The sample preparation protocol for transmission electron microscopy analysis (TEM) involves fixation, sectioning and staining of the sample85. Leaf and root samples were fixed in 2.5% glutaraldehyde in 0.05 M potassium phosphate buffer (pH 7.1) for 3 h. Osmium tetroxide was used as a stain and fixative for studying morphology in biological electron microscopy. Then the samples were dehydrated in a graded ethanol series (30–100%, v/v) and embedded in Spurrs epoxy resin. Ultrathin sections of the blocks were obtained using an ultramicrotome. Sections were post-stained with basic lead citrate and uranyl acetate for microscopic examination using JEOL TEM.
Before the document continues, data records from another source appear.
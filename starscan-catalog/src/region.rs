//! Query region geometry.
//!
//! [`SkyRegion`] is the circular cap a scan filters against. It offers two
//! predicates with different contracts:
//!
//! - [`contains`](SkyRegion::contains) is exact: the great-circle distance
//!   from the cap center, tested against the half-angle.
//! - [`overlaps`](SkyRegion::overlaps) is a conservative rectangle test
//!   used for block-level pruning. It may return `true` for a rectangle
//!   that only approaches the cap (a corner near-miss), but it never
//!   returns `false` for a rectangle that truly intersects it. Pruning
//!   correctness depends on this being a superset test.

use starscan_coords::separation::vincenty_angular_separation;
use starscan_coords::{Angle, Coor};

/// An RA/Dec-aligned rectangle on the sky, in degrees.
///
/// `ra_min > ra_max` means the rectangle crosses RA 0 (for example a
/// Guide Star region straddling the equinox). Declination never wraps.
#[derive(Debug, Clone, Copy, PartialEq)]
pub struct SkyRect {
    pub ra_min: f64,
    pub ra_max: f64,
    pub dec_min: f64,
    pub dec_max: f64,
}

impl SkyRect {
    pub fn new(ra_min: f64, ra_max: f64, dec_min: f64, dec_max: f64) -> Self {
        Self {
            ra_min,
            ra_max,
            dec_min,
            dec_max,
        }
    }

    /// A declination band covering the full RA circle.
    pub fn full_ra_band(dec_min: f64, dec_max: f64) -> Self {
        Self::new(0.0, 360.0, dec_min, dec_max)
    }

    /// Widens the declination bounds on both sides, clamped to the poles.
    pub fn widened_dec(&self, margin_deg: f64) -> Self {
        Self {
            ra_min: self.ra_min,
            ra_max: self.ra_max,
            dec_min: (self.dec_min - margin_deg).max(-90.0),
            dec_max: (self.dec_max + margin_deg).min(90.0),
        }
    }

    pub fn crosses_ra_zero(&self) -> bool {
        self.ra_min > self.ra_max
    }

    pub fn covers_full_ra(&self) -> bool {
        !self.crosses_ra_zero() && self.ra_max - self.ra_min >= 360.0
    }

    /// The rectangle's RA extent as one or two non-wrapping segments.
    fn ra_segments(&self) -> ([(f64, f64); 2], usize) {
        if self.crosses_ra_zero() {
            ([(self.ra_min, 360.0), (0.0, self.ra_max)], 2)
        } else {
            ([(self.ra_min, self.ra_max), (0.0, 0.0)], 1)
        }
    }

    /// True if the RA extents of the two rectangles intersect (inclusive
    /// at the edges, so adjacent rectangles count as overlapping).
    pub fn ra_overlaps(&self, other: &SkyRect) -> bool {
        if self.covers_full_ra() || other.covers_full_ra() {
            return true;
        }
        let (a, na) = self.ra_segments();
        let (b, nb) = other.ra_segments();
        for &(a_lo, a_hi) in &a[..na] {
            for &(b_lo, b_hi) in &b[..nb] {
                if a_lo <= b_hi && b_lo <= a_hi {
                    return true;
                }
            }
        }
        false
    }

    /// True if the declination bands intersect (inclusive).
    pub fn dec_overlaps(&self, other: &SkyRect) -> bool {
        self.dec_min <= other.dec_max && other.dec_min <= self.dec_max
    }
}

/// A circular cap on the sky: the query filter of a scan.
///
/// Built once in `open`, immutable for the scan's duration.
#[derive(Debug, Clone, Copy)]
pub struct SkyRegion {
    center: Coor,
    radius: Angle,
    all_sky: bool,
    // Center declination trig, paid once per scan instead of per record.
    sin_dec: f64,
    cos_dec: f64,
    bounds: SkyRect,
}

impl SkyRegion {
    /// Builds the cap from a field-of-view width; the cap's half-angle is
    /// half the field of view. A zero field of view matches only the
    /// exact center position.
    pub fn new(center: Coor, field_of_view: Angle) -> Self {
        Self::with_radius(center, field_of_view * 0.5)
    }

    /// Builds the cap directly from its half-angle.
    pub fn with_radius(center: Coor, radius: Angle) -> Self {
        let radius = radius.abs();
        let all_sky = radius.degrees() >= 180.0;
        let (sin_dec, cos_dec) = center.dec().sin_cos();
        let bounds = cap_bounds(&center, radius, all_sky);

        Self {
            center,
            radius,
            all_sky,
            sin_dec,
            cos_dec,
            bounds,
        }
    }

    /// An unfiltered region: every position and rectangle matches.
    pub fn all_sky() -> Self {
        let center = Coor::from_degrees(0.0, 0.0)
            .expect("origin is a valid position");
        Self::with_radius(center, Angle::from_degrees(180.0))
    }

    pub fn center(&self) -> &Coor {
        &self.center
    }

    /// The cap's half-angle.
    pub fn radius(&self) -> Angle {
        self.radius
    }

    pub fn is_all_sky(&self) -> bool {
        self.all_sky
    }

    /// The RA/Dec rectangle bounding the cap.
    pub fn bounds(&self) -> &SkyRect {
        &self.bounds
    }

    /// Exact great-circle test: is the point inside the cap (boundary
    /// inclusive)?
    pub fn contains(&self, point: &Coor) -> bool {
        if self.all_sky {
            return true;
        }
        let (sin_d, cos_d) = point.dec().sin_cos();
        let delta_ra = (point.ra() - self.center.ra()).radians();
        let sep = vincenty_angular_separation(self.sin_dec, self.cos_dec, sin_d, cos_d, delta_ra);
        sep <= self.radius.radians()
    }

    /// Conservative cap/rectangle overlap: tests the rectangle against the
    /// cap's bounding rectangle. May report an overlap for a rectangle
    /// that only comes close (corner cases), but never misses a rectangle
    /// the cap truly intersects, so a `false` always justifies skipping
    /// the rectangle's records.
    pub fn overlaps(&self, rect: &SkyRect) -> bool {
        if self.all_sky {
            return true;
        }
        self.bounds.dec_overlaps(rect) && self.bounds.ra_overlaps(rect)
    }
}

/// The RA/Dec rectangle bounding a cap.
fn cap_bounds(center: &Coor, radius: Angle, all_sky: bool) -> SkyRect {
    if all_sky {
        return SkyRect::new(0.0, 360.0, -90.0, 90.0);
    }

    let r = radius.degrees();
    let dec = center.dec().degrees();
    let dec_min = (dec - r).max(-90.0);
    let dec_max = (dec + r).min(90.0);

    // A cap reaching a pole spans every right ascension. So does one whose
    // RA half-width formula would leave its domain.
    if dec.abs() + r >= 90.0 {
        return SkyRect::new(0.0, 360.0, dec_min, dec_max);
    }

    // Exact RA half-width of a cap clear of the poles.
    let half_width = libm::asin(radius.sin() / center.dec().cos()).to_degrees();
    let ra = center.ra().degrees();
    let mut ra_min = ra - half_width;
    let mut ra_max = ra + half_width;
    if ra_min < 0.0 {
        ra_min += 360.0;
    }
    if ra_max >= 360.0 {
        ra_max -= 360.0;
    }

    SkyRect::new(ra_min, ra_max, dec_min, dec_max)
}
//! Error type for catalog scans.
//!
//! This module provides a unified error type [`ScanError`] covering the
//! failure modes of a catalog scan: missing files, absent removable volumes,
//! corrupt catalog structure, remote service failures, and raw I/O.
//!
//! # Error Categories
//!
//! | Variant | Use Case | Recoverable? |
//! |---------|----------|--------------|
//! | [`ResourceNotFound`](ScanError::ResourceNotFound) | No configured base holds the named file | Yes |
//! | [`VolumeNotPresent`](ScanError::VolumeNotPresent) | Catalog shard lives on a removable medium that is not mounted | Yes |
//! | [`CorruptCatalog`](ScanError::CorruptCatalog) | Header/index sanity check failed | No |
//! | [`QueryFailed`](ScanError::QueryFailed) | Remote service answered, but not in the expected shape | No |
//! | [`Io`](ScanError::Io) | Read or seek on an open stream failed | No |
//!
//! Malformed individual records are deliberately *not* an error: codecs
//! return `None` for rows that fail sanity checks and scanners skip them,
//! because large reference catalogs are known to contain occasional corrupt
//! rows and one bad row must not abort a multi-gigabyte scan.
//!
//! The two recoverable variants differ in remediation: `ResourceNotFound`
//! asks the caller for an alternate location, `VolumeNotPresent` names the
//! specific medium a human must insert. They are never collapsed.

use thiserror::Error;

/// Unified error type for catalog scans.
///
/// Use the constructor methods ([`resource_not_found`](Self::resource_not_found),
/// [`volume_not_present`](Self::volume_not_present), etc.) for consistent
/// error creation.
#[derive(Error, Debug)]
pub enum ScanError {
    /// A named logical file could not be located at any configured base.
    #[error("Resource not found: {name} (searched {searched} base locations)")]
    ResourceNotFound { name: String, searched: usize },

    /// The catalog shard exists in principle but its removable medium is
    /// not currently available. Carries the volume number so the caller
    /// can prompt for a media change.
    #[error("Volume not present: {catalog} volume {volume} is needed for {name}")]
    VolumeNotPresent {
        catalog: String,
        volume: u32,
        name: String,
    },

    /// A header or index failed a structural sanity check.
    #[error("Corrupt catalog ({catalog}): {reason}")]
    CorruptCatalog { catalog: String, reason: String },

    /// The remote service responded, but the response was not in the
    /// expected shape (missing terminator, explicit error marker, ...).
    #[error("Remote query failed: {reason}")]
    QueryFailed { reason: String },

    /// The underlying stream could not be read or sought. Fatal to the
    /// current scan; the caller must close and may re-open from scratch.
    #[error("I/O failure: {0}")]
    Io(#[from] std::io::Error),
}

/// Convenience alias for `Result<T, ScanError>`.
pub type ScanResult<T> = Result<T, ScanError>;

impl ScanError {
    /// Creates a [`ResourceNotFound`](Self::ResourceNotFound) error.
    pub fn resource_not_found(name: &str, searched: usize) -> Self {
        Self::ResourceNotFound {
            name: name.to_string(),
            searched,
        }
    }

    /// Creates a [`VolumeNotPresent`](Self::VolumeNotPresent) error.
    pub fn volume_not_present(catalog: &str, volume: u32, name: &str) -> Self {
        Self::VolumeNotPresent {
            catalog: catalog.to_string(),
            volume,
            name: name.to_string(),
        }
    }

    /// Creates a [`CorruptCatalog`](Self::CorruptCatalog) error.
    pub fn corrupt_catalog(catalog: &str, reason: impl Into<String>) -> Self {
        Self::CorruptCatalog {
            catalog: catalog.to_string(),
            reason: reason.into(),
        }
    }

    /// Creates a [`QueryFailed`](Self::QueryFailed) error.
    pub fn query_failed(reason: impl Into<String>) -> Self {
        Self::QueryFailed {
            reason: reason.into(),
        }
    }

    /// Returns `true` if caller action (an alternate location, inserting a
    /// volume) followed by a retry might succeed.
    pub fn is_recoverable(&self) -> bool {
        matches!(
            self,
            Self::ResourceNotFound { .. } | Self::VolumeNotPresent { .. }
        )
    }
}

#[cfg(test)]
mod tests {
    use super::*;

    #[test]
    fn test_resource_not_found_display() {
        let err = ScanError::resource_not_found("gsc11.dat", 3);
        assert_eq!(
            err.to_string(),
            "Resource not found: gsc11.dat (searched 3 base locations)"
        );
    }

    #[test]
    fn test_volume_not_present_display() {
        let err = ScanError::volume_not_present("usno-a2.0", 7, "zone0600.cat");
        assert!(err.to_string().contains("volume 7"));
        assert!(err.to_string().contains("zone0600.cat"));
    }

    #[test]
    fn test_corrupt_catalog_display() {
        let err = ScanError::corrupt_catalog("zonepm", "band count 359, expected 360");
        assert!(err.to_string().contains("Corrupt catalog (zonepm)"));
    }

    #[test]
    fn test_recoverable() {
        assert!(ScanError::resource_not_found("x", 1).is_recoverable());
        assert!(ScanError::volume_not_present("c", 2, "x").is_recoverable());
        assert!(!ScanError::corrupt_catalog("c", "bad").is_recoverable());
        assert!(!ScanError::query_failed("truncated").is_recoverable());
        assert!(!ScanError::from(std::io::Error::other("boom")).is_recoverable());
    }

    #[test]
    fn test_send_sync() {
        fn _assert_send<T: Send>() {}
        fn _assert_sync<T: Sync>() {}
        _assert_send::<ScanError>();
        _assert_sync::<ScanError>();
    }
}
//! Epoch and equinox handling for catalog positions.
//!
//! Star catalogs publish positions for a fixed equinox (the orientation of
//! the coordinate grid, usually B1950 or J2000) at a fixed epoch (the date
//! the star was actually there). Comparing a query position against catalog
//! rows needs both brought to common ground:
//!
//! - [`b1950_to_j2000`] / [`j2000_to_b1950`] rotate between the FK4 (B1950)
//!   and FK5 (J2000) equator and equinox using the standard 3x3 rotation.
//!   E-terms of aberration and fictitious FK4 proper motion are neglected;
//!   the residual is a few hundredths of an arcsecond, below the position
//!   grid of the catalogs scanned here.
//! - [`propagate`] moves a star linearly along its proper motion from the
//!   catalog epoch to an observation epoch.

use crate::angle::Angle;
use crate::constants::MAS_PER_DEG;
use crate::coor::Coor;
use crate::errors::CoordResult;

/// Coordinate equinox a catalog's grid is referred to.
#[derive(Copy, Clone, Debug, PartialEq, Eq)]
pub enum Equinox {
    /// FK4 system, Besselian epoch 1950.0. Older photographic catalogs.
    B1950,
    /// FK5/ICRS system, Julian epoch 2000.0.
    J2000,
}

impl Equinox {
    /// The equinox as a Julian year, for epoch arithmetic.
    pub fn julian_year(self) -> f64 {
        match self {
            Equinox::B1950 => 1950.0,
            Equinox::J2000 => 2000.0,
        }
    }
}

/// FK4 (B1950) to FK5 (J2000) rotation, Murray (1989) without E-terms.
const B1950_TO_J2000: [[f64; 3]; 3] = [
    [0.999_925_678_2, -0.011_182_061_1, -0.004_857_947_7],
    [0.011_182_061_0, 0.999_937_478_4, -0.000_027_176_5],
    [0.004_857_947_9, -0.000_027_147_4, 0.999_988_199_7],
];

#[inline]
fn rotate(m: &[[f64; 3]; 3], v: [f64; 3]) -> [f64; 3] {
    [
        m[0][0] * v[0] + m[0][1] * v[1] + m[0][2] * v[2],
        m[1][0] * v[0] + m[1][1] * v[1] + m[1][2] * v[2],
        m[2][0] * v[0] + m[2][1] * v[1] + m[2][2] * v[2],
    ]
}

#[inline]
fn rotate_transpose(m: &[[f64; 3]; 3], v: [f64; 3]) -> [f64; 3] {
    [
        m[0][0] * v[0] + m[1][0] * v[1] + m[2][0] * v[2],
        m[0][1] * v[0] + m[1][1] * v[1] + m[2][1] * v[2],
        m[0][2] * v[0] + m[1][2] * v[1] + m[2][2] * v[2],
    ]
}

/// Rotates a B1950 position to the J2000 equator and equinox.
pub fn b1950_to_j2000(coor: &Coor) -> CoordResult<Coor> {
    let v = rotate(&B1950_TO_J2000, coor.unit_vector());
    Ok(Coor::from_unit_vector(v)?.with_accuracy(coor.accuracy()))
}

/// Rotates a J2000 position back to the B1950 equator and equinox.
///
/// The rotation matrix is orthogonal, so the inverse is its transpose.
pub fn j2000_to_b1950(coor: &Coor) -> CoordResult<Coor> {
    let v = rotate_transpose(&B1950_TO_J2000, coor.unit_vector());
    Ok(Coor::from_unit_vector(v)?.with_accuracy(coor.accuracy()))
}

/// Linearly propagates a position along its proper motion.
///
/// `pm_ra` is the sky rate (mu_alpha*, already scaled by cos dec) in
/// mas/yr, as modern catalogs tabulate it; `pm_dec` is mas/yr. Epochs are
/// Julian years.
pub fn propagate(
    coor: &Coor,
    pm_ra: f64,
    pm_dec: f64,
    from_epoch: f64,
    to_epoch: f64,
) -> CoordResult<Coor> {
    let dt_years = to_epoch - from_epoch;

    let dec_deg = coor.dec().degrees() + pm_dec * dt_years / MAS_PER_DEG;
    let cos_dec = coor.dec().cos();
    // RA motion is undefined at the exact pole; leave it unchanged there.
    let ra_deg = if cos_dec == 0.0 {
        coor.ra().degrees()
    } else {
        coor.ra().degrees() + pm_ra * dt_years / MAS_PER_DEG / cos_dec
    };

    Ok(Coor::new(Angle::from_degrees(ra_deg), Angle::from_degrees(dec_deg))?
        .with_accuracy(coor.accuracy()))
}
Fourier transform infrared spectroscopy (FTIR) analysis

FTIR spectroscopy was used to elucidate different functional groups responsible for binding of Sb ions in leaves, stems and roots of SbT0 and SbT3 group of T. natans. For this purpose, different parts of T. natans obtained after experimentation were freeze-dried for 24 h using a laboratory freeze-dryer (LSI LyoLab) to preserve its bioactive components. The leaf, stem and root powder (0.0035 g) of the freeze dried biomass were mixed with KBr (0.5 g) as the base material to form pellets80,86 and FTIR spectra (400–4000 cm−1) were obtained using FTIR spectrometer (Perkin Elmer Spectrum100). FTIR spectra of plant samples before and after absorption were compared.

Data analysis

Bioconcentration factor (BCF)

Bioconcentration factor (BCF) is a ratio which indicates the capacity of the plant to bioaccumulate a specific metal in roots in regards to metal concentration in the medium87, and was calculated using the following formula:

$$ {\text{BCF}} = {\text{Concentration}}\;{\text{of}}\;{\text{metal}}\;{\text{in}}\;{\text{root/Initial}}\;{\text{concentration}}\;{\text{of}}\;{\text{metal}}\;{\text{in}}\;{\text{medium}}. $$

Translocation factor (TF)

Translocation factor (TF) was calculated to assess the ability of the experimental plant species for translocation of the metal from the roots to the aerial parts35. The following formula was used to calculate TF88:

$$ {\text{TF}} = {\text{Metal}}\;{\text{concentration}}\;({\text{shoot}}){\text{/Metal}}\;{\text{concentration}}\;{\text{(root)}}. $$

Statistical analysis

All the results of the experiment were presented as mean ± standard deviation (SD) of three (n = 3) replicates. One-way analysis of variance (one-way ANOVA) followed by post hoc test (Tukey’s Honestly Significant Difference test) was performed for all the measured variables using SPSS 23.0 to check the significant difference in the evaluated parameters of the Sb treated plants with respect to the control plants. A probability of 0.05 was considered as significant for evaluation of critical values differences.